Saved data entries
⁂

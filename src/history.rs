//! Rolling ledger of per-policy statistics, one record set per generation.
//!
//! Records are kept newest first: `(generation_id desc, policy asc)`.
//! Every append is followed by a trim to the configured capacity, so a
//! generation's records always land together before anything is evicted.

use serde::{Deserialize, Serialize};

use crate::error::{AllocError, Result};
use crate::label::GroupCounts;
use crate::mock_stats::MockStats;
use crate::policy::AllocationPolicy;
use crate::runs::RunStats;

pub const DEFAULT_HISTORY_CAPACITY: usize = 15;

#[derive(Debug, Clone, PartialEq, Serialize, Deserialize)]
pub struct GenerationRecord {
    pub generation_id: u64,
    pub policy: AllocationPolicy,
    pub count_a: usize,
    pub count_b: usize,
    pub run_stats: RunStats,
    pub mock_stats: MockStats,
}

impl GenerationRecord {
    pub fn counts(&self) -> GroupCounts {
        GroupCounts::new(self.count_a, self.count_b)
    }

    pub fn len(&self) -> usize {
        self.count_a + self.count_b
    }

    pub fn is_empty(&self) -> bool {
        self.len() == 0
    }
}

#[derive(Debug, Clone, Serialize)]
pub struct GenerationHistory {
    capacity: usize,
    records: Vec<GenerationRecord>,
}

impl Default for GenerationHistory {
    fn default() -> Self {
        Self::new(DEFAULT_HISTORY_CAPACITY)
    }
}

impl GenerationHistory {
    pub fn new(capacity: usize) -> Self {
        let capacity = capacity.max(1);
        Self {
            capacity,
            records: Vec::with_capacity(capacity + AllocationPolicy::ALL.len()),
        }
    }

    pub fn capacity(&self) -> usize {
        self.capacity
    }

    pub fn len(&self) -> usize {
        self.records.len()
    }

    pub fn is_empty(&self) -> bool {
        self.records.is_empty()
    }

    /// Highest stored generation id, or 0 when empty.
    pub fn current_generation_id(&self) -> u64 {
        self.records
            .iter()
            .map(|r| r.generation_id)
            .max()
            .unwrap_or(0)
    }

    pub fn next_generation_id(&self) -> u64 {
        self.current_generation_id() + 1
    }

    /// Add every record of a new generation, then trim.
    ///
    /// Returns the number of records evicted by the trim.
    pub fn append(&mut self, generation_id: u64, records: Vec<GenerationRecord>) -> Result<usize> {
        if records.is_empty() {
            return Err(AllocError::invalid("generation has no records"));
        }
        if generation_id <= self.current_generation_id() {
            return Err(AllocError::invalid(format!(
                "generation {} is not newer than {}",
                generation_id,
                self.current_generation_id()
            )));
        }
        if let Some(stray) = records.iter().find(|r| r.generation_id != generation_id) {
            return Err(AllocError::invalid(format!(
                "record for {} carries generation {} instead of {}",
                stray.policy, stray.generation_id, generation_id
            )));
        }
        self.records.extend(records);
        Ok(self.trim())
    }

    /// Sort newest first and drop everything beyond capacity.
    pub fn trim(&mut self) -> usize {
        self.records.sort_by(|x, y| {
            y.generation_id
                .cmp(&x.generation_id)
                .then_with(|| x.policy.cmp(&y.policy))
        });
        let evicted = self.records.len().saturating_sub(self.capacity);
        self.records.truncate(self.capacity);
        evicted
    }

    pub fn all(&self) -> &[GenerationRecord] {
        &self.records
    }

    /// Records of the newest generation.
    pub fn current_records(&self) -> Vec<&GenerationRecord> {
        let current = self.current_generation_id();
        self.records
            .iter()
            .filter(|r| r.generation_id == current)
            .collect()
    }

    /// Distinct stored generation ids, newest first.
    pub fn generation_ids(&self) -> Vec<u64> {
        let mut ids: Vec<u64> = self.records.iter().map(|r| r.generation_id).collect();
        ids.dedup();
        ids
    }

    /// Pretty JSON snapshot of the ledger.
    pub fn to_json(&self) -> serde_json::Result<String> {
        serde_json::to_string_pretty(self)
    }
}
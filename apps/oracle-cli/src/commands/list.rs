// list.rs — `oracle --list`: show which strategy names the table answers to.

use std::path::Path;

use oracle_strategy::StrategyTable;

pub fn execute(strategies: Option<&Path>) -> anyhow::Result<()> {
    let table = super::load_table(strategies)?;
    for line in render(&table) {
        println!("{}", line);
    }
    Ok(())
}

/// Exact names first, then prefixes marked with a trailing `*`.
fn render(table: &StrategyTable) -> Vec<String> {
    table
        .names()
        .map(str::to_string)
        .chain(table.prefixes().map(|prefix| format!("{}*", prefix)))
        .collect()
}
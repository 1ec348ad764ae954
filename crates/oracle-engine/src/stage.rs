// stage.rs — Strategy expressions as values.
//
// A `Stage` is the variant-typed form of a strategy: a tree of tokens and
// combinators. Strategy tables build these from configuration; the engine
// only evaluates them.

use std::fmt;

use crate::cache::PatternCache;
use crate::combinator::{self, GoalStream};
use crate::goal::Goal;
use crate::token::Token;

/// Operands of a conditional join.
#[derive(Debug, Clone)]
pub struct WhenThen {
    pub when: Token,
    pub then: Token,
    pub also: Option<Token>,
    pub also_neg: bool,
}

/// Operands of a negative join.
#[derive(Debug, Clone)]
pub struct MatchUnless {
    pub then: Token,
    pub unless: Token,
}

/// One node of a strategy expression.
#[derive(Debug, Clone)]
pub enum Stage {
    /// A bare token, evaluated with its own cap.
    Token(Token),
    /// Ordered alternation over the same candidates.
    Prioritize(Vec<Stage>),
    /// Sequential narrowing.
    Compose(Vec<Stage>),
    /// Conditional join.
    WhenThen(WhenThen),
    /// Negative join.
    MatchUnless(MatchUnless),
    /// Reorder candidates, longest label first.
    SortByLabelLength,
    /// Fall back to the candidates when the inner stage yields nothing.
    PreserveIfEmpty(Box<Stage>),
}

impl Stage {
    /// The strategy that selects nothing: an empty alternation.
    ///
    /// Unknown strategy names resolve to this.
    pub fn empty() -> Self {
        Stage::Prioritize(Vec::new())
    }

    /// True for the empty alternation.
    pub fn is_empty(&self) -> bool {
        matches!(self, Stage::Prioritize(stages) if stages.is_empty())
    }

    pub fn when_then(when: Token, then: Token) -> Self {
        Stage::WhenThen(WhenThen {
            when,
            then,
            also: None,
            also_neg: false,
        })
    }

    pub fn when_then_also(when: Token, then: Token, also: Token, also_neg: bool) -> Self {
        Stage::WhenThen(WhenThen {
            when,
            then,
            also: Some(also),
            also_neg,
        })
    }

    pub fn match_unless(then: Token, unless: Token) -> Self {
        Stage::MatchUnless(MatchUnless { then, unless })
    }

    /// Evaluate this stage against `candidates`.
    pub fn evaluate<'a>(&'a self, candidates: &'a [Goal], cache: &'a PatternCache) -> GoalStream<'a> {
        match self {
            Stage::Token(token) => combinator::match_token(token, candidates),
            Stage::Prioritize(stages) => combinator::prioritize(stages, candidates, cache),
            Stage::Compose(stages) => combinator::compose(stages, candidates, cache),
            Stage::WhenThen(join) => combinator::when_then(
                &join.when,
                &join.then,
                join.also.as_ref(),
                join.also_neg,
                candidates,
                cache,
            ),
            Stage::MatchUnless(join) => {
                combinator::match_unless(&join.then, &join.unless, candidates, cache)
            }
            Stage::SortByLabelLength => combinator::sort_by_label_length(candidates),
            Stage::PreserveIfEmpty(inner) => combinator::preserve_if_empty(inner, candidates, cache),
        }
    }
}

impl From<Token> for Stage {
    fn from(token: Token) -> Self {
        Stage::Token(token)
    }
}

/// Compact one-line rendering, used in debug logs.
impl fmt::Display for Stage {
    fn fmt(&self, f: &mut fmt::Formatter<'_>) -> fmt::Result {
        fn list(f: &mut fmt::Formatter<'_>, name: &str, stages: &[Stage]) -> fmt::Result {
            write!(f, "{}[", name)?;
            for (i, stage) in stages.iter().enumerate() {
                if i > 0 {
                    write!(f, ", ")?;
                }
                write!(f, "{}", stage)?;
            }
            write!(f, "]")
        }

        match self {
            Stage::Token(token) => write!(f, "{}", token),
            Stage::Prioritize(stages) => list(f, "prioritize", stages),
            Stage::Compose(stages) => list(f, "compose", stages),
            Stage::WhenThen(join) => {
                write!(f, "when_then({} => {}", join.when, join.then)?;
                if let Some(also) = &join.also {
                    write!(f, ", also{} {}", if join.also_neg { " not" } else { "" }, also)?;
                }
                write!(f, ")")
            }
            Stage::MatchUnless(join) => write!(f, "match_unless({} unless {})", join.then, join.unless),
            Stage::SortByLabelLength => write!(f, "sort_by_label_length"),
            Stage::PreserveIfEmpty(inner) => write!(f, "preserve_if_empty({})", inner),
        }
    }
}

#[cfg(test)]
mod tests {
    use super::*;
    use crate::goal::parse_goals;

    #[test]
    fn empty_stage_selects_nothing() {
        let cache = PatternCache::new();
        let goals = parse_goals("1: a\n2: b").unwrap();
        let stage = Stage::empty();
        assert!(stage.is_empty());
        assert_eq!(stage.evaluate(&goals, &cache).count(), 0);
    }

    #[test]
    fn nested_combinators_compose() {
        let cache = PatternCache::new();
        let goals = parse_goals("1: a\n2: b\n3: c").unwrap();
        // Mirrors a debugging strategy: drop "b", then prefer a-if-c, then
        // c-unless-b.
        let stage = Stage::Compose(vec![
            Token::literal("b").with_complement(true).unbounded().into(),
            Stage::Prioritize(vec![
                Stage::when_then(Token::literal("c"), Token::literal("a")),
                Stage::match_unless(Token::literal("c"), Token::literal("b")),
            ]),
        ]);
        let ids: Vec<u64> = stage
            .evaluate(&goals, &cache)
            .map(|g| g.unwrap().id())
            .collect();
        assert_eq!(ids, vec![1, 3]);
    }

    #[test]
    fn display_renders_tree() {
        let stage = Stage::Prioritize(vec![
            Token::literal("a").into(),
            Stage::PreserveIfEmpty(Box::new(Stage::SortByLabelLength)),
        ]);
        assert_eq!(
            stage.to_string(),
            "prioritize[literal(a), preserve_if_empty(sort_by_label_length)]"
        );
    }
}
// goal.rs — Goal model and input parsing.
//
// A goal is one line of oracle input: `<id>:<label>`. The canonical
// collection is parsed once per invocation and never mutated. Matcher stages
// that capture named groups re-wrap a goal (same id and label, fresh
// bindings) instead of changing it, so captures never leak back into earlier
// stages.

use std::collections::BTreeMap;
use std::fmt;
use std::sync::Arc;

use crate::error::OracleError;

/// Named capture values attached to a goal by the match that produced it.
///
/// A `BTreeMap` keeps iteration order stable, which keeps diagnostics and
/// test output deterministic.
pub type Bindings = BTreeMap<String, String>;

/// One identified, labeled item from the oracle input.
#[derive(Debug, Clone, PartialEq, Eq)]
pub struct Goal {
    id: u64,
    label: Arc<str>,
    bindings: Bindings,
}

impl Goal {
    /// Create a goal with no bindings.
    pub fn new(id: u64, label: impl Into<Arc<str>>) -> Self {
        Self {
            id,
            label: label.into(),
            bindings: Bindings::new(),
        }
    }

    /// Parse a single `<id>:<label>` line. `line` is 1-based and only used
    /// for diagnostics.
    pub fn parse_line(line: usize, content: &str) -> Result<Self, OracleError> {
        let malformed = |reason: String| OracleError::MalformedInput {
            line,
            content: content.to_string(),
            reason,
        };

        let (prefix, label) = content
            .split_once(':')
            .ok_or_else(|| malformed("missing ':' delimiter".to_string()))?;
        let id = prefix
            .trim()
            .parse::<u64>()
            .map_err(|e| malformed(format!("goal id '{}' is not a number: {}", prefix.trim(), e)))?;

        Ok(Self::new(id, label.trim()))
    }

    pub fn id(&self) -> u64 {
        self.id
    }

    pub fn label(&self) -> &str {
        &self.label
    }

    pub fn bindings(&self) -> &Bindings {
        &self.bindings
    }

    /// Look up a single capture value.
    pub fn binding(&self, name: &str) -> Option<&str> {
        self.bindings.get(name).map(String::as_str)
    }

    /// Re-wrap this goal with a new set of bindings.
    ///
    /// The label is shared (`Arc`), so re-wrapping never copies label text.
    /// Prior bindings are replaced, not merged.
    pub fn with_bindings(&self, bindings: Bindings) -> Self {
        Self {
            id: self.id,
            label: Arc::clone(&self.label),
            bindings,
        }
    }
}

/// Goals display as their id, which is what the oracle prints.
impl fmt::Display for Goal {
    fn fmt(&self, f: &mut fmt::Formatter<'_>) -> fmt::Result {
        write!(f, "{}", self.id)
    }
}

/// Parse the full oracle input into the canonical goal collection.
///
/// Blank lines are skipped. Any other line must be `<id>:<label>`; the first
/// malformed line aborts parsing.
pub fn parse_goals(input: &str) -> Result<Vec<Goal>, OracleError> {
    input
        .lines()
        .enumerate()
        .filter(|(_, line)| !line.trim().is_empty())
        .map(|(index, line)| Goal::parse_line(index + 1, line))
        .collect()
}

⁂

What you will do: Could you report how many lines in the data above include the word "instead"? Give the number and nothing more.

Reply: 2